> _EXERCISE INPUT_:
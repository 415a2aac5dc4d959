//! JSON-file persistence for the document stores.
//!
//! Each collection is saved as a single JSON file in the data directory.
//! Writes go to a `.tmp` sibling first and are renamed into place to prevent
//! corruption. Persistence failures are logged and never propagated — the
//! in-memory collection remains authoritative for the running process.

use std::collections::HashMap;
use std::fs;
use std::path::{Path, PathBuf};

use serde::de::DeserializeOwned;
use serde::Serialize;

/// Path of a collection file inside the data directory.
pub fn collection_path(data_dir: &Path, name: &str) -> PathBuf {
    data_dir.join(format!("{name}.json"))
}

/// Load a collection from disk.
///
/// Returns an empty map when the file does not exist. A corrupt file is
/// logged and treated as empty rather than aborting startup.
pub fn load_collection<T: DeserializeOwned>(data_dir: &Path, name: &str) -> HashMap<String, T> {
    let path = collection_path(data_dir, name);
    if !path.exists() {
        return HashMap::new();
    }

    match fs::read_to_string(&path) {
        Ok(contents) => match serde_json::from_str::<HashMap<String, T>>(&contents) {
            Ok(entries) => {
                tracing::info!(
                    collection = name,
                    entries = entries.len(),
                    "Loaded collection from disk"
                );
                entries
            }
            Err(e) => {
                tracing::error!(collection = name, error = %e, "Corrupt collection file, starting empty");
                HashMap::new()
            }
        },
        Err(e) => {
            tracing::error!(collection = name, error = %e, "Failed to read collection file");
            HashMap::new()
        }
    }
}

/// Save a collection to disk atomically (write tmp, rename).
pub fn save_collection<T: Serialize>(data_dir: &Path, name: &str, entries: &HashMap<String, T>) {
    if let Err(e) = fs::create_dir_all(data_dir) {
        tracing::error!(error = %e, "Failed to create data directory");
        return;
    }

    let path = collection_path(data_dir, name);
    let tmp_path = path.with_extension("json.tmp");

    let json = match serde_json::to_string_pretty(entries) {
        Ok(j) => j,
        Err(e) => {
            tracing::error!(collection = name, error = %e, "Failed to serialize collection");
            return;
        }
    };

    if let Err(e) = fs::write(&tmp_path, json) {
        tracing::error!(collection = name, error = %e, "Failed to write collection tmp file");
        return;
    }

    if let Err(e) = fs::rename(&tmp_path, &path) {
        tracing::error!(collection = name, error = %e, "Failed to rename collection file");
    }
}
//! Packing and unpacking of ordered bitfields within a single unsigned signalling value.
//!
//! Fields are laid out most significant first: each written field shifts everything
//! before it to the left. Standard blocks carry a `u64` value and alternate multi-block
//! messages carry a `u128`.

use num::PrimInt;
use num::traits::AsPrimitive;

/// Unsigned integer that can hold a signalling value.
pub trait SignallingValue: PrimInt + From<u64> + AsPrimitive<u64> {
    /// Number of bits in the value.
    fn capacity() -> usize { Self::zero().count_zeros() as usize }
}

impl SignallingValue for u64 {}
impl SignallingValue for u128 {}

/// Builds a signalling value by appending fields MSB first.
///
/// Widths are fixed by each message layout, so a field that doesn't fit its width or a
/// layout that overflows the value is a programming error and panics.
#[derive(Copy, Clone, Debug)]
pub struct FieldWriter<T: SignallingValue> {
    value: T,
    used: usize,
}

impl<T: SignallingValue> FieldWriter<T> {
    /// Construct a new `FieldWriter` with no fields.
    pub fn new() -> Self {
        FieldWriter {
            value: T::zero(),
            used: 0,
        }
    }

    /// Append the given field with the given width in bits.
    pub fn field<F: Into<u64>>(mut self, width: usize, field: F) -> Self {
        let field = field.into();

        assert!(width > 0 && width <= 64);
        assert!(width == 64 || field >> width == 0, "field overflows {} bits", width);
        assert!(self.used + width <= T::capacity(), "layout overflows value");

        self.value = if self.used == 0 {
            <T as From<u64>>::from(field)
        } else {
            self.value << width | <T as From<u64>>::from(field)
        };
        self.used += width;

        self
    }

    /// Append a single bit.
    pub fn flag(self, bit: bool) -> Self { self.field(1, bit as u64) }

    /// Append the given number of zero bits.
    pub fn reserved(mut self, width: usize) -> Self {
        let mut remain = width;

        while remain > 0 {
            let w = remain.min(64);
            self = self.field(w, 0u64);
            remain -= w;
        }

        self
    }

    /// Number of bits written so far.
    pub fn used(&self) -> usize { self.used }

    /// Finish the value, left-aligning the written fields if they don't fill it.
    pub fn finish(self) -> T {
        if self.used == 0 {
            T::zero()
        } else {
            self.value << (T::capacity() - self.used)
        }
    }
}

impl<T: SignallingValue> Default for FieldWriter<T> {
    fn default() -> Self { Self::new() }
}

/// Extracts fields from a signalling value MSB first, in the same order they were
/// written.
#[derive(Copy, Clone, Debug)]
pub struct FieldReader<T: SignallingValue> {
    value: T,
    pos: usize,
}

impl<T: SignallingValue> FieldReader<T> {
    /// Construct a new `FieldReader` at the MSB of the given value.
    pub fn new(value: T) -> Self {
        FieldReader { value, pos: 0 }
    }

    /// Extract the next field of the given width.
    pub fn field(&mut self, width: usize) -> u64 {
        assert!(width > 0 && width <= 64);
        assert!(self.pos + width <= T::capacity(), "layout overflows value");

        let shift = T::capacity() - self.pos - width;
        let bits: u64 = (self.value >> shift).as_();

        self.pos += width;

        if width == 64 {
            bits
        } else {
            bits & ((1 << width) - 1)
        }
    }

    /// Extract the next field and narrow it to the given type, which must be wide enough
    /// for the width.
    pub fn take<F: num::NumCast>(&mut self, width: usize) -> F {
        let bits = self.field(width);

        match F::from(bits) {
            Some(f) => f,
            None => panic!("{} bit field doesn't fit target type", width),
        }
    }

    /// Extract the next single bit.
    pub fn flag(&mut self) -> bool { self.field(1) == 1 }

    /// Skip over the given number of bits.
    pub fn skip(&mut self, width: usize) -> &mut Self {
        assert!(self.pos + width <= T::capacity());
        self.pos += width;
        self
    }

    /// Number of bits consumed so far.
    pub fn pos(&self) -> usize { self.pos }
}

> _WORK TO BE COMPLETED_: What lines in the data above carry "PathBuf"? Return them all.

> _RESPONSE TO THE TASK_:
use std::path::{Path, PathBuf};
pub fn collection_path(data_dir: &Path, name: &str) -> PathBuf {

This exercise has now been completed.